◆ **WORK INSTRUCTION**
Whenever a line in the material below includes "crate", copy that line.

<<<<

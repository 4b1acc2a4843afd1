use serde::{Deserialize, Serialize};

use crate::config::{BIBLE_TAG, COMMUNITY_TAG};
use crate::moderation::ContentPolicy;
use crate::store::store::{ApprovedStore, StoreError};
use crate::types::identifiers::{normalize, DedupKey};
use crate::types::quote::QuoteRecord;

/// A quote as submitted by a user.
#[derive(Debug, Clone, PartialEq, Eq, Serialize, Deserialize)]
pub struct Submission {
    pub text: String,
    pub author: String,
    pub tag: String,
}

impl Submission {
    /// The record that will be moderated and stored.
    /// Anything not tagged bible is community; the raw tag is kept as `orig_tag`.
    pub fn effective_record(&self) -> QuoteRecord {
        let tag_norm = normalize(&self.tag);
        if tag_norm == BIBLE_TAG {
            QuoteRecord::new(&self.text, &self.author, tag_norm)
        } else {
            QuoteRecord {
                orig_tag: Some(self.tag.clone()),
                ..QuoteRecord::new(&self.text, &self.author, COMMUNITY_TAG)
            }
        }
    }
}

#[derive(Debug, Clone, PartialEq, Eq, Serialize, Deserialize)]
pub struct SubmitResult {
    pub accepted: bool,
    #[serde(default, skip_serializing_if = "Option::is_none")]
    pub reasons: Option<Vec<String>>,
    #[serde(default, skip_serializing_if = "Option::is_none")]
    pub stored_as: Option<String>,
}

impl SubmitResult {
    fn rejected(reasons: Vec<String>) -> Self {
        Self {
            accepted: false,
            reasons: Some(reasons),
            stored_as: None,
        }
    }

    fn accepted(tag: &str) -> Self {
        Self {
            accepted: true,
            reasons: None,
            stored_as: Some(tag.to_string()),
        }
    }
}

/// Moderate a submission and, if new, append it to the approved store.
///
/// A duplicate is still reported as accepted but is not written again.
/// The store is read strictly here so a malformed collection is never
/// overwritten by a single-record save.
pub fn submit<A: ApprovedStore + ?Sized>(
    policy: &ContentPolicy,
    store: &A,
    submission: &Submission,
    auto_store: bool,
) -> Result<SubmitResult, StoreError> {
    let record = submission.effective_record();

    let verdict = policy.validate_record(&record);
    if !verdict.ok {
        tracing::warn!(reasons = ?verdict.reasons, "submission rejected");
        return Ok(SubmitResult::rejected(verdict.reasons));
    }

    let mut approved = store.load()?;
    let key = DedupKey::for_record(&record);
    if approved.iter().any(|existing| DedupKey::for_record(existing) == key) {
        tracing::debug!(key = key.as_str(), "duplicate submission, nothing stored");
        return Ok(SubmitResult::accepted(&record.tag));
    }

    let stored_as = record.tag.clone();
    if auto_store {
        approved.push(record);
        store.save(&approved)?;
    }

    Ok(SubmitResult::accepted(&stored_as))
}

>>>>

◆ **EXERCISE ANSWER**
use crate::config::{BIBLE_TAG, COMMUNITY_TAG};
use crate::moderation::ContentPolicy;
use crate::store::store::{ApprovedStore, StoreError};
use crate::types::identifiers::{normalize, DedupKey};
use crate::types::quote::QuoteRecord;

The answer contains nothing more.